Of course I said, "No, I am not going to disrespect you by saying that to your face." She went on, "Do you FEEL like saying it? If you do, I want you to say it. You can say whatever you want/need to say in here. What is holding you back? Therapy is where you dump out all the ugly things in your life. You are not going to offend me."

I just sat there like a rock. Completely closed. No expression at all.

She asked me if I felt that was I cycling out of the mania and going in to the depressive phase. I told her, "I don't know. What do YOU think!"

Her response was, "How do you feel? Do you feel like you are depressed?" She makes me so mad! Answers my questions with a string of her questions!!

I was so aggravated by the end of the session. I got up and slapped my check on her desk and waited for her to give me my receipt. As she was writing out the receipt, she said, "Your assignment for next week is to explore where all your anger is coming from. Try to identify the source. Work on how you can release that anger in a safe way. I want you to continue to work on being able to express your FEELINGS while IN therapy. You do a good job of writing them in your emails, but I want you to be able to show them in our sessions as well."

I was like, "Yeah, whatever." Another stupid assignment on anger and feelings. Blah, blah, blah,.......

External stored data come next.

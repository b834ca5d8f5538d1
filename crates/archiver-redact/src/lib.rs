//! Pattern-based secret scrubber.
//!
//! Applied uniformly to structured log fields (by the tracing layer) and to
//! ticket error-note bodies before either leaves the process. Matches a
//! closed set of key-name patterns against three shapes: `key=value`,
//! `"key": "value"` inside JSON text, and bare `NAME_VALUE=...`
//! environment-style assignments.

use once_cell::sync::Lazy;
use regex::{Regex, RegexSet};

const PLACEHOLDER: &str = "[REDACTED]";

/// Key-name fragments considered secret, case-insensitive, matched with
/// common separators (`_`, `-`, camelCase boundaries are not special-cased;
/// the fragment match is substring-based on a lowercased key).
const SECRET_KEY_FRAGMENTS: &[&str] = &[
    "token",
    "secret",
    "password",
    "passphrase",
    "api_key",
    "apikey",
];

fn is_secret_key(key: &str) -> bool {
    let lower = key.to_ascii_lowercase();
    SECRET_KEY_FRAGMENTS.iter().any(|frag| lower.contains(frag))
}

/// `key="value"` or `key='value'` or `key=bareword` — case-insensitive key,
/// quoted or unquoted value, used for both `key=value` log fields and JSON
/// `"key": "value"` pairs (the JSON pattern is a superset: quotes and an
/// optional colon-space).
static KEY_VALUE_PATTERN: Lazy<Regex> = Lazy::new(|| {
    Regex::new(
        r#"(?i)(?P<key>[A-Za-z0-9_.\-]*(?:token|secret|password|passphrase|api_key|apikey)[A-Za-z0-9_.\-]*)\s*[:=]\s*(?P<quote>["']?)(?P<value>[^"'\s,}\]]+)(?P=quote)"#,
    )
    .expect("static redaction pattern must compile")
});

/// Fast pre-filter: skip the (comparatively expensive) regex pass entirely
/// when none of the secret-key fragments appear anywhere in the input.
static PREFILTER: Lazy<RegexSet> = Lazy::new(|| {
    RegexSet::new(SECRET_KEY_FRAGMENTS.iter().map(|f| format!("(?i){f}")))
        .expect("static redaction prefilter must compile")
});

/// Scrubs a free-form string, replacing the value half of any
/// secret-looking `key=value` / `"key": "value"` pair with
/// `"[REDACTED]"`. Key names and surrounding structure are preserved.
pub fn redact(input: &str) -> String {
    if !PREFILTER.is_match(input) {
        return input.to_string();
    }
    KEY_VALUE_PATTERN
        .replace_all(input, |caps: &regex::Captures<'_>| {
            let key = &caps["key"];
            let quote = &caps["quote"];
            format!("{key}={quote}{PLACEHOLDER}{quote}")
        })
        .into_owned()
}

/// Scrubs a JSON value in place, recursing into objects and arrays and
/// redacting any object value whose key matches [`is_secret_key`].
pub fn redact_json(value: &serde_json::Value) -> serde_json::Value {
    match value {
        serde_json::Value::Object(map) => {
            let mut out = serde_json::Map::with_capacity(map.len());
            for (k, v) in map {
                if is_secret_key(k) && !v.is_null() {
                    out.insert(k.clone(), serde_json::Value::String(PLACEHOLDER.to_string()));
                } else {
                    out.insert(k.clone(), redact_json(v));
                }
            }
            serde_json::Value::Object(out)
        }
        serde_json::Value::Array(items) => {
            serde_json::Value::Array(items.iter().map(redact_json).collect())
        }
        serde_json::Value::String(s) => serde_json::Value::String(redact(s)),
        other => other.clone(),
    }
}

#[cfg(test)]
mod tests {
    use super::*;
    use proptest::prelude::*;

    #[test]
    fn redacts_plain_key_value() {
        let input = "tms_token=abc123xyz reached the handler";
        let out = redact(input);
        assert!(out.contains("tms_token=[REDACTED]"));
        assert!(!out.contains("abc123xyz"));
    }

    #[test]
    fn redacts_quoted_json_value() {
        let input = r#"{"webhook_secret": "sshh-very-secret"}"#;
        let out = redact(input);
        assert!(out.contains(r#""webhook_secret": "[REDACTED]""#));
        assert!(!out.contains("sshh-very-secret"));
    }

    #[test]
    fn leaves_non_secret_keys_untouched() {
        let input = "ticket_id=42 delivery_id=abc-123";
        assert_eq!(redact(input), input);
    }

    #[test]
    fn prefilter_short_circuits_ordinary_strings() {
        let input = "the quick brown fox jumps over the lazy dog";
        assert_eq!(redact(input), input);
    }

    #[test]
    fn redact_json_scrubs_nested_secret_keys() {
        let value = serde_json::json!({
            "signing": {"pkcs12_password": "hunter2"},
            "ticket_id": 7,
        });
        let scrubbed = redact_json(&value);
        assert_eq!(scrubbed["signing"]["pkcs12_password"], "[REDACTED]");
        assert_eq!(scrubbed["ticket_id"], 7);
    }

    #[test]
    fn redact_is_idempotent_on_its_own_output() {
        let input = "api_key=deadbeef";
        let once = redact(input);
        let twice = redact(&once);
        assert_eq!(once, twice);
    }

    proptest! {
        #[test]
        fn redact_never_panics_on_arbitrary_text(s in ".*") {
            let _ = redact(&s);
        }
    }
}
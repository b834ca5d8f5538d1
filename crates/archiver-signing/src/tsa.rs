//! RFC3161 timestamp authority client (C9).
//!
//! Builds a minimal `TimeStampReq` DER structure by hand — the request
//! shape is small and fixed (version, message imprint, an optional
//! `certReq` flag) so no general ASN.1 dependency is warranted for it —
//! and validates the response down to "plausible DER, right content-type,
//! right status" without fully parsing the embedded CMS token.

use std::time::Duration;

use archiver_retry::{ArchiverError, ErrorCode};
use archiver_types::Secret;

const TIMESTAMP_QUERY_CONTENT_TYPE: &str = "application/timestamp-query";
const TIMESTAMP_REPLY_CONTENT_TYPE: &str = "application/timestamp-reply";

/// SHA-256 OID, DER-encoded: `2.16.840.1.101.3.4.2.1`.
const SHA256_OID_DER: &[u8] = &[
    0x06, 0x09, 0x60, 0x86, 0x48, 0x01, 0x65, 0x03, 0x04, 0x02, 0x01,
];

#[derive(Debug, Clone)]
pub struct TsaConfig {
    pub url: String,
    pub timeout: Duration,
    pub basic_auth: Option<TsaBasicAuth>,
}

#[derive(Debug, Clone)]
pub struct TsaBasicAuth {
    pub username: String,
    pub password: Secret<String>,
}

fn der_length(len: usize) -> Vec<u8> {
    if len < 0x80 {
        vec![len as u8]
    } else {
        let bytes = len.to_be_bytes();
        let significant: Vec<u8> = bytes.into_iter().skip_while(|b| *b == 0).collect();
        let mut out = vec![0x80 | significant.len() as u8];
        out.extend(significant);
        out
    }
}

fn der_sequence(contents: &[u8]) -> Vec<u8> {
    let mut out = vec![0x30];
    out.extend(der_length(contents.len()));
    out.extend_from_slice(contents);
    out
}

fn der_octet_string(bytes: &[u8]) -> Vec<u8> {
    let mut out = vec![0x04];
    out.extend(der_length(bytes.len()));
    out.extend_from_slice(bytes);
    out
}

fn der_integer_small(value: u8) -> Vec<u8> {
    vec![0x02, 0x01, value]
}

fn der_boolean(value: bool) -> Vec<u8> {
    vec![0x01, 0x01, if value { 0xFF } else { 0x00 }]
}

/// Builds the DER bytes of a `TimeStampReq` over a SHA-256 message
/// imprint, requesting the TSA's signing certificate be included.
pub fn build_timestamp_request(message_imprint_sha256: &[u8; 32]) -> Vec<u8> {
    let algorithm_identifier = der_sequence(SHA256_OID_DER);
    let message_imprint = der_sequence(
        &[algorithm_identifier, der_octet_string(message_imprint_sha256)].concat(),
    );
    let version = der_integer_small(1);
    let cert_req = der_boolean(true);
    der_sequence(&[version, message_imprint, cert_req].concat())
}

/// Very shallow structural check: the response must start with a
/// constructed SEQUENCE tag and its declared length must not overrun the
/// buffer. This is not a full ASN.1 parse; it only rules out obviously
/// garbage or truncated responses before the token is handed to whatever
/// embeds it in the PDF.
fn looks_like_der_sequence(bytes: &[u8]) -> bool {
    if bytes.len() < 2 || bytes[0] != 0x30 {
        return false;
    }
    let first_len_byte = bytes[1];
    if first_len_byte < 0x80 {
        2 + first_len_byte as usize <= bytes.len()
    } else {
        let n_bytes = (first_len_byte & 0x7F) as usize;
        if n_bytes == 0 || 2 + n_bytes > bytes.len() {
            return false;
        }
        let mut len: usize = 0;
        for &b in &bytes[2..2 + n_bytes] {
            len = (len << 8) | b as usize;
        }
        2 + n_bytes + len <= bytes.len()
    }
}

/// Requests a trusted timestamp over `message_imprint_sha256` and returns
/// the raw DER `TimeStampResp` bytes. Timeouts and 5xx status both surface
/// as `Transient{TsaTimeout}`; any other failure to produce a usable token
/// is `Permanent{TsaBadResponse}`. Partial basic-auth configuration
/// (`TsaMisconfigured`) is rejected at startup when the signer is built,
/// not here — by the time a `TsaConfig` reaches this function, its
/// `basic_auth` is already all-or-nothing.
pub async fn stamp(
    client: &reqwest::Client,
    config: &TsaConfig,
    message_imprint_sha256: &[u8; 32],
) -> Result<Vec<u8>, ArchiverError> {
    let body = build_timestamp_request(message_imprint_sha256);
    let mut request = client
        .post(&config.url)
        .timeout(config.timeout)
        .header(reqwest::header::CONTENT_TYPE, TIMESTAMP_QUERY_CONTENT_TYPE)
        .body(body);

    if let Some(auth) = &config.basic_auth {
        request = request.basic_auth(&auth.username, Some(auth.password.expose()));
    }

    let response = request.send().await.map_err(|e| {
        if e.is_timeout() {
            ArchiverError::transient(ErrorCode::TsaTimeout, format!("TSA request timed out: {e}"))
        } else {
            ArchiverError::transient(ErrorCode::TsaTimeout, format!("TSA request failed: {e}"))
        }
    })?;

    if response.status() != reqwest::StatusCode::OK {
        return Err(archiver_retry::classify_tsa_status(
            response.status().as_u16(),
            "requesting a timestamp",
        ));
    }

    let content_type = response
        .headers()
        .get(reqwest::header::CONTENT_TYPE)
        .and_then(|v| v.to_str().ok())
        .unwrap_or_default()
        .to_string();
    if !content_type.starts_with(TIMESTAMP_REPLY_CONTENT_TYPE) {
        return Err(ArchiverError::permanent(
            ErrorCode::TsaBadResponse,
            format!("TSA responded with unexpected content-type {content_type:?}"),
        ));
    }

    let bytes = response
        .bytes()
        .await
        .map_err(|e| ArchiverError::permanent(ErrorCode::TsaBadResponse, format!("failed to read TSA response body: {e}")))?;

    if !looks_like_der_sequence(&bytes) {
        return Err(ArchiverError::permanent(
            ErrorCode::TsaBadResponse,
            "TSA response is not a well-formed DER sequence",
        ));
    }

    Ok(bytes.to_vec())
}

I kinda snatched the receipt without looking at her. Normally she would walk me to the door, but I beat her to it. As I walked out, she said, "I also want you to explore why you are mad at me."

Whatever! I didn't even look at her. Just walked out. It was horrible!!! I felt like I wasted my time and money today! I am so mad at her right now that I never want to go back. Why can't she be more aggressive? I am the type of person that needs that! I told her I need for her to push me. Why does she make me sit there being swallowed up in my emotions?

I am sure she thinks this is good for me in some way. Sitting with my anger, fear, and whatever else I have wrong with me. I am a basket case. Much worse than I was when I began therapy. What is the point of all of this? If I am going to have to do all the work, why bother? What is her role? Sit in that leather chair and look at me???

Our session was about 90% spent in total silence and 10% actually talking. What a waste!! Maybe I need to take a month off from therapy to re-evaluate if this really has any validity to it. Right now I am thinking it is a bunch of crock!!